We win the first factor, because our use of the work is for nonprofit educational purposes. But we quickly lose the second factor (the work is creative, as opposed to factual and/or scholarly, in nature); and we spectacularly fail the third factor because it is functionally impossible to copy a small portion of a video game.
If I could reasonably copy (create a ROM of) only the Forbidden Woods section of The Wind Waker and assign my students to play it, that would be great! But that isn’t feasible; I (or they) would have to copy (or purchase) the entire game in order to play that one section. The phrase “portion used” sometimes pushes people to understand that the amount they copy is immaterial with regard to the third factor; that the amount copied and the “portion used” are two separate things. This is not the accepted interpretation. For legal purposes, “portion used” is synonymous with “amount copied”. This is relevant because in the above example I might copy the entirety of The Wind Waker but only require my students to use a small portion of it. In this case, this limited concept of “use” is irrelevant. The third factor is impacted by how much of a work is copied, and not by how much of that copy is useful. The implied assumption is that you will only copy what is useful, no more.
With the first factor in our favor but the following two clearly lost, the fourth factor becomes hugely important to any hope of a successful fair use argument. Unfortunately, in the case of video games this is murky at best (and an outright loss at worst).
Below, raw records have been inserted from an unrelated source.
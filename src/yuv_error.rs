/*
 * Copyright (c) Radzivon Bartoshyk, 10/2026. All rights reserved.
 *
 * Redistribution and use in source and binary forms, with or without modification,
 * are permitted provided that the following conditions are met:
 *
 * 1.  Redistributions of source code must retain the above copyright notice, this
 * list of conditions and the following disclaimer.
 *
 * 2.  Redistributions in binary form must reproduce the above copyright notice,
 * this list of conditions and the following disclaimer in the documentation
 * and/or other materials provided with the distribution.
 *
 * 3.  Neither the name of the copyright holder nor the names of its
 * contributors may be used to endorse or promote products derived from
 * this software without specific prior written permission.
 *
 * THIS SOFTWARE IS PROVIDED BY THE COPYRIGHT HOLDERS AND CONTRIBUTORS "AS IS"
 * AND ANY EXPRESS OR IMPLIED WARRANTIES, INCLUDING, BUT NOT LIMITED TO, THE
 * IMPLIED WARRANTIES OF MERCHANTABILITY AND FITNESS FOR A PARTICULAR PURPOSE ARE
 * DISCLAIMED. IN NO EVENT SHALL THE COPYRIGHT HOLDER OR CONTRIBUTORS BE LIABLE
 * FOR ANY DIRECT, INDIRECT, INCIDENTAL, SPECIAL, EXEMPLARY, OR CONSEQUENTIAL
 * DAMAGES (INCLUDING, BUT NOT LIMITED TO, PROCUREMENT OF SUBSTITUTE GOODS OR
 * SERVICES; LOSS OF USE, DATA, OR PROFITS; OR BUSINESS INTERRUPTION) HOWEVER
 * CAUSED AND ON ANY THEORY OF LIABILITY, WHETHER IN CONTRACT, STRICT LIABILITY,
 * OR TORT (INCLUDING NEGLIGENCE OR OTHERWISE) ARISING IN ANY WAY OUT OF THE USE
 * OF THIS SOFTWARE, EVEN IF ADVISED OF THE POSSIBILITY OF SUCH DAMAGE.
 */
use std::error::Error;
use std::fmt::{Display, Formatter};

#[derive(Debug, Copy, Clone, Ord, PartialOrd, Eq, PartialEq)]
pub struct MismatchedSize {
    pub expected: usize,
    pub received: usize,
}

/// Placement of an overlay that does not fit into the target frame
#[derive(Debug, Copy, Clone, Eq, PartialEq)]
pub struct OverlayBounds {
    pub pos_x: u32,
    pub pos_y: u32,
    pub overlay_width: u32,
    pub overlay_height: u32,
    pub frame_width: u32,
    pub frame_height: u32,
}

#[derive(Debug, Clone, Eq, PartialEq)]
pub enum YuvError {
    PointerOverflow,
    ZeroBaseSize,
    SourceSizeMismatch(MismatchedSize),
    FrameSizeMismatch(MismatchedSize),
    OutOfBounds(OverlayBounds),
}

impl Display for YuvError {
    fn fmt(&self, f: &mut Formatter<'_>) -> std::fmt::Result {
        match self {
            YuvError::PointerOverflow => f.write_str("Image size overflow pointer capabilities"),
            YuvError::ZeroBaseSize => f.write_str("Zero sized images is not supported"),
            YuvError::SourceSizeMismatch(size) => f.write_fmt(format_args!(
                "Source image have invalid size, it must be {}, but it was {}",
                size.expected, size.received
            )),
            YuvError::FrameSizeMismatch(size) => f.write_fmt(format_args!(
                "YUV420 frame have invalid size, it must be {}, but it was {}",
                size.expected, size.received
            )),
            YuvError::OutOfBounds(bounds) => f.write_fmt(format_args!(
                "Overlay {}x{} at ({}, {}) does not fit into frame {}x{}",
                bounds.overlay_width,
                bounds.overlay_height,
                bounds.pos_x,
                bounds.pos_y,
                bounds.frame_width,
                bounds.frame_height
            )),
        }
    }
}

impl Error for YuvError {}

#[inline]
pub(crate) fn check_overflow_v2(v0: usize, v1: usize) -> Result<usize, YuvError> {
    v0.checked_mul(v1).ok_or(YuvError::PointerOverflow)
}

#[inline]
pub(crate) fn check_non_zero(width: u32, height: u32) -> Result<(), YuvError> {
    if width == 0 || height == 0 {
        return Err(YuvError::ZeroBaseSize);
    }
    Ok(())
}

/// Checks that packed per-pixel storage holds exactly `width * height` elements
#[inline]
pub(crate) fn check_packed_image<V>(data: &[V], width: u32, height: u32) -> Result<(), YuvError> {
    check_non_zero(width, height)?;
    let expected = check_overflow_v2(width as usize, height as usize)?;
    if data.len() != expected {
        return Err(YuvError::SourceSizeMismatch(MismatchedSize {
            expected,
            received: data.len(),
        }));
    }
    Ok(())
}

/// Size in bytes of a contiguous YUV420 frame, `width * height * 3 / 2`
#[inline]
pub fn yuv420_frame_size(width: u32, height: u32) -> Result<usize, YuvError> {
    let luma = check_overflow_v2(width as usize, height as usize)?;
    let tripled = check_overflow_v2(luma, 3)?;
    Ok(tripled / 2)
}

#[inline]
pub(crate) fn check_yuv420_frame(data: &[u8], width: u32, height: u32) -> Result<(), YuvError> {
    check_non_zero(width, height)?;
    let expected = yuv420_frame_size(width, height)?;
    if data.len() != expected {
        return Err(YuvError::FrameSizeMismatch(MismatchedSize {
            expected,
            received: data.len(),
        }));
    }
    Ok(())
}

#[inline]
pub(crate) fn check_overlay_bounds(bounds: OverlayBounds) -> Result<(), YuvError> {
    let fits_x = bounds
        .pos_x
        .checked_add(bounds.overlay_width)
        .is_some_and(|right| right <= bounds.frame_width);
    let fits_y = bounds
        .pos_y
        .checked_add(bounds.overlay_height)
        .is_some_and(|bottom| bottom <= bounds.frame_height);
    if !fits_x || !fits_y {
        return Err(YuvError::OutOfBounds(bounds));
    }
    Ok(())
}
/*
 * Copyright (c) Radzivon Bartoshyk, 10/2026. All rights reserved.
 *
 * Redistribution and use in source and binary forms, with or without modification,
 * are permitted provided that the following conditions are met:
 *
 * 1.  Redistributions of source code must retain the above copyright notice, this
 * list of conditions and the following disclaimer.
 *
 * 2.  Redistributions in binary form must reproduce the above copyright notice,
 * this list of conditions and the following disclaimer in the documentation
 * and/or other materials provided with the distribution.
 *
 * 3.  Neither the name of the copyright holder nor the names of its
 * contributors may be used to endorse or promote products derived from
 * this software without specific prior written permission.
 *
 * THIS SOFTWARE IS PROVIDED BY THE COPYRIGHT HOLDERS AND CONTRIBUTORS "AS IS"
 * AND ANY EXPRESS OR IMPLIED WARRANTIES, INCLUDING, BUT NOT LIMITED TO, THE
 * IMPLIED WARRANTIES OF MERCHANTABILITY AND FITNESS FOR A PARTICULAR PURPOSE ARE
 * DISCLAIMED. IN NO EVENT SHALL THE COPYRIGHT HOLDER OR CONTRIBUTORS BE LIABLE
 * FOR ANY DIRECT, INDIRECT, INCIDENTAL, SPECIAL, EXEMPLARY, OR CONSEQUENTIAL
 * DAMAGES (INCLUDING, BUT NOT LIMITED TO, PROCUREMENT OF SUBSTITUTE GOODS OR
 * SERVICES; LOSS OF USE, DATA, OR PROFITS; OR BUSINESS INTERRUPTION) HOWEVER
 * CAUSED AND ON ANY THEORY OF LIABILITY, WHETHER IN CONTRACT, STRICT LIABILITY,
 * OR TORT (INCLUDING NEGLIGENCE OR OTHERWISE) ARISING IN ANY WAY OUT OF THE USE
 * OF THIS SOFTWARE, EVEN IF ADVISED OF THE POSSIBILITY OF SUCH DAMAGE.
 */
use criterion::{criterion_group, criterion_main, Criterion};
use std::hint::black_box;
use yuv_overlay::{
    overlay_yuv420, rgb_to_yuv, rgb_to_yuv_with_workers, RgbImage, RgbPixel, YuvPlanarFrameMut,
};

fn synthetic_image(width: u32, height: u32) -> RgbImage {
    let pixels = (0..height)
        .flat_map(|y| (0..width).map(move |x| RgbPixel::new(x as u8, y as u8, (x ^ y) as u8)))
        .collect::<Vec<_>>();
    RgbImage::new(pixels, width, height).unwrap()
}

pub fn criterion_benchmark(c: &mut Criterion) {
    let image = synthetic_image(1280, 720);

    c.bench_function("rgb_to_yuv 1280x720 single band", |b| {
        b.iter(|| rgb_to_yuv_with_workers(black_box(&image), 1).unwrap())
    });

    c.bench_function("rgb_to_yuv 1280x720 all bands", |b| {
        b.iter(|| rgb_to_yuv(black_box(&image)).unwrap())
    });

    let yuv = rgb_to_yuv(&image).unwrap();
    let mut frame = YuvPlanarFrameMut::alloc(1920, 1080).unwrap();

    c.bench_function("overlay_yuv420 1280x720 onto 1920x1080", |b| {
        b.iter(|| overlay_yuv420(&mut frame, black_box(&yuv), 320, 180).unwrap())
    });
}

criterion_group!(benches, criterion_benchmark);
criterion_main!(benches);
/*
 * Copyright (c) Radzivon Bartoshyk, 10/2026. All rights reserved.
 *
 * Redistribution and use in source and binary forms, with or without modification,
 * are permitted provided that the following conditions are met:
 *
 * 1.  Redistributions of source code must retain the above copyright notice, this
 * list of conditions and the following disclaimer.
 *
 * 2.  Redistributions in binary form must reproduce the above copyright notice,
 * this list of conditions and the following disclaimer in the documentation
 * and/or other materials provided with the distribution.
 *
 * 3.  Neither the name of the copyright holder nor the names of its
 * contributors may be used to endorse or promote products derived from
 * this software without specific prior written permission.
 *
 * THIS SOFTWARE IS PROVIDED BY THE COPYRIGHT HOLDERS AND CONTRIBUTORS "AS IS"
 * AND ANY EXPRESS OR IMPLIED WARRANTIES, INCLUDING, BUT NOT LIMITED TO, THE
 * IMPLIED WARRANTIES OF MERCHANTABILITY AND FITNESS FOR A PARTICULAR PURPOSE ARE
 * DISCLAIMED. IN NO EVENT SHALL THE COPYRIGHT HOLDER OR CONTRIBUTORS BE LIABLE
 * FOR ANY DIRECT, INDIRECT, INCIDENTAL, SPECIAL, EXEMPLARY, OR CONSEQUENTIAL
 * DAMAGES (INCLUDING, BUT NOT LIMITED TO, PROCUREMENT OF SUBSTITUTE GOODS OR
 * SERVICES; LOSS OF USE, DATA, OR PROFITS; OR BUSINESS INTERRUPTION) HOWEVER
 * CAUSED AND ON ANY THEORY OF LIABILITY, WHETHER IN CONTRACT, STRICT LIABILITY,
 * OR TORT (INCLUDING NEGLIGENCE OR OTHERWISE) ARISING IN ANY WAY OUT OF THE USE
 * OF THIS SOFTWARE, EVEN IF ADVISED OF THE POSSIBILITY OF SUCH DAMAGE.
 */
use crate::yuv_error::{
    check_non_zero, check_overflow_v2, check_packed_image, check_yuv420_frame, yuv420_frame_size,
    MismatchedSize,
};
use crate::yuv_support::{RgbPixel, YuvPixel};
use crate::YuvError;
use std::fmt::Debug;

#[derive(Debug)]
pub enum BufferStoreMut<'a, T: Copy + Debug> {
    Borrowed(&'a mut [T]),
    Owned(Vec<T>),
}

impl<T: Copy + Debug> BufferStoreMut<'_, T> {
    pub fn borrow(&self) -> &[T] {
        match self {
            Self::Borrowed(p_ref) => p_ref,
            Self::Owned(vec) => vec,
        }
    }

    pub fn borrow_mut(&mut self) -> &mut [T] {
        match self {
            Self::Borrowed(p_ref) => p_ref,
            Self::Owned(vec) => vec,
        }
    }
}

#[derive(Debug, Clone, PartialEq, Eq)]
/// Packed RGB image, rows are stored top-down without padding
pub struct RgbImage {
    pub pixels: Vec<RgbPixel>,
    pub width: u32,
    pub height: u32,
}

impl RgbImage {
    /// Creates an image, `pixels` must hold exactly `width * height` elements
    pub fn new(pixels: Vec<RgbPixel>, width: u32, height: u32) -> Result<Self, YuvError> {
        let image = RgbImage {
            pixels,
            width,
            height,
        };
        image.check_constraints()?;
        Ok(image)
    }

    /// Builds an image from interleaved `R, G, B` bytes
    pub fn from_rgb_bytes(rgb: &[u8], width: u32, height: u32) -> Result<Self, YuvError> {
        check_non_zero(width, height)?;
        let expected = check_overflow_v2(width as usize * 3, height as usize)?;
        if rgb.len() != expected {
            return Err(YuvError::SourceSizeMismatch(MismatchedSize {
                expected,
                received: rgb.len(),
            }));
        }
        let pixels = rgb
            .chunks_exact(3)
            .map(|px| RgbPixel::new(px[0], px[1], px[2]))
            .collect::<Vec<_>>();
        Self::new(pixels, width, height)
    }

    pub fn check_constraints(&self) -> Result<(), YuvError> {
        check_packed_image(&self.pixels, self.width, self.height)
    }
}

#[derive(Debug, Clone, PartialEq, Eq)]
/// Packed YUV 4:4:4 image, one [YuvPixel] per source pixel.
///
/// Immutable once built.
pub struct YuvImage {
    pixels: Vec<YuvPixel>,
    width: u32,
    height: u32,
}

impl YuvImage {
    pub fn new(pixels: Vec<YuvPixel>, width: u32, height: u32) -> Result<Self, YuvError> {
        check_packed_image(&pixels, width, height)?;
        Ok(YuvImage {
            pixels,
            width,
            height,
        })
    }

    pub fn pixels(&self) -> &[YuvPixel] {
        &self.pixels
    }

    pub fn width(&self) -> u32 {
        self.width
    }

    pub fn height(&self) -> u32 {
        self.height
    }

    pub fn into_pixels(self) -> Vec<YuvPixel> {
        self.pixels
    }
}

#[derive(Debug)]
/// Mutable contiguous YUV420 frame: Y plane, then U, then V.
///
/// Stride here always equals width, luma is `width * height` bytes, U is
/// `width * height / 4` bytes and V takes the rest of `width * height * 3 / 2`.
pub struct YuvPlanarFrameMut<'a> {
    pub data: BufferStoreMut<'a, u8>,
    pub width: u32,
    pub height: u32,
}

impl<'a> YuvPlanarFrameMut<'a> {
    /// Allocates zeroed frame
    pub fn alloc(width: u32, height: u32) -> Result<Self, YuvError> {
        let size = yuv420_frame_size(width, height)?;
        Ok(YuvPlanarFrameMut {
            data: BufferStoreMut::Owned(vec![0u8; size]),
            width,
            height,
        })
    }

    /// Wraps an existing buffer without copying, buffer is checked against dimensions
    pub fn from_slice(data: &'a mut [u8], width: u32, height: u32) -> Result<Self, YuvError> {
        let frame = YuvPlanarFrameMut {
            data: BufferStoreMut::Borrowed(data),
            width,
            height,
        };
        frame.check_constraints()?;
        Ok(frame)
    }

    pub fn check_constraints(&self) -> Result<(), YuvError> {
        check_yuv420_frame(self.data.borrow(), self.width, self.height)
    }

    #[inline]
    fn plane_sizes(&self) -> (usize, usize) {
        let luma = self.width as usize * self.height as usize;
        (luma, luma / 4)
    }

    /// # Panics
    ///
    /// Panics if frame does not satisfy [YuvPlanarFrameMut::check_constraints].
    pub fn y_plane(&self) -> &[u8] {
        let (luma, _) = self.plane_sizes();
        &self.data.borrow()[..luma]
    }

    /// # Panics
    ///
    /// Panics if frame does not satisfy [YuvPlanarFrameMut::check_constraints].
    pub fn u_plane(&self) -> &[u8] {
        let (luma, chroma) = self.plane_sizes();
        &self.data.borrow()[luma..luma + chroma]
    }

    /// # Panics
    ///
    /// Panics if frame does not satisfy [YuvPlanarFrameMut::check_constraints].
    pub fn v_plane(&self) -> &[u8] {
        let (luma, chroma) = self.plane_sizes();
        &self.data.borrow()[luma + chroma..]
    }

    /// Splits the frame into disjoint Y, U and V planes.
    ///
    /// # Panics
    ///
    /// Panics if frame does not satisfy [YuvPlanarFrameMut::check_constraints].
    pub fn planes_mut(&mut self) -> (&mut [u8], &mut [u8], &mut [u8]) {
        let (luma, chroma) = self.plane_sizes();
        let (y_plane, chroma_planes) = self.data.borrow_mut().split_at_mut(luma);
        let (u_plane, v_plane) = chroma_planes.split_at_mut(chroma);
        (y_plane, u_plane, v_plane)
    }

    pub fn as_bytes(&self) -> &[u8] {
        self.data.borrow()
    }
}

#[cfg(test)]
mod tests {
    use super::*;

    #[test]
    fn test_frame_plane_layout() {
        let mut frame = YuvPlanarFrameMut::alloc(4, 4).unwrap();
        assert_eq!(frame.as_bytes().len(), 24);
        {
            let (y, u, v) = frame.planes_mut();
            assert_eq!((y.len(), u.len(), v.len()), (16, 4, 4));
            y.fill(1);
            u.fill(2);
            v.fill(3);
        }
        assert!(frame.y_plane().iter().all(|&x| x == 1));
        assert!(frame.u_plane().iter().all(|&x| x == 2));
        assert!(frame.v_plane().iter().all(|&x| x == 3));
        assert_eq!(&frame.as_bytes()[15..17], &[1, 2]);
        assert_eq!(&frame.as_bytes()[19..21], &[2, 3]);
    }

    #[test]
    fn test_frame_rejects_wrong_size() {
        let mut data = vec![0u8; 23];
        let frame = YuvPlanarFrameMut::from_slice(&mut data, 4, 4);
        assert!(matches!(frame, Err(YuvError::FrameSizeMismatch(_))));
        assert_eq!(
            YuvPlanarFrameMut::alloc(0, 4).and_then(|f| f.check_constraints()),
            Err(YuvError::ZeroBaseSize)
        );
    }

    #[test]
    fn test_rgb_image_from_bytes() {
        let bytes = [255u8, 0, 0, 0, 255, 0];
        let image = RgbImage::from_rgb_bytes(&bytes, 2, 1).unwrap();
        assert_eq!(image.pixels[1], RgbPixel::new(0, 255, 0));
        assert!(RgbImage::from_rgb_bytes(&bytes[..5], 2, 1).is_err());
        assert!(RgbImage::from_rgb_bytes(&bytes, 1, 1).is_err());
    }
}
As a result, fair use is generally not useful for the study of video games as media objects. The original (outdated) objects cannot be reasonably purchased (and collected and loaned). The negotiation of a license agreement suddenly seems horrifically reasonable, never mind the unlikelihood that such an agreement would be available for purchase. Scholars and students in the field of game studies must make frankly unreasonable and unfortunate choices regarding what they study and the questionably narrow legalities of how they might go about studying it.
Note that we haven’t even touched on licensing modern content (such as that available through Steam and similar services) for library circulation; nor the challenges presented by simple old PC (Mac, Amiga…) games; nor the difficulties of modern DRM present in off-the-shelf titles (refer to the DMCA link above). This is the tip of a very large iceberg.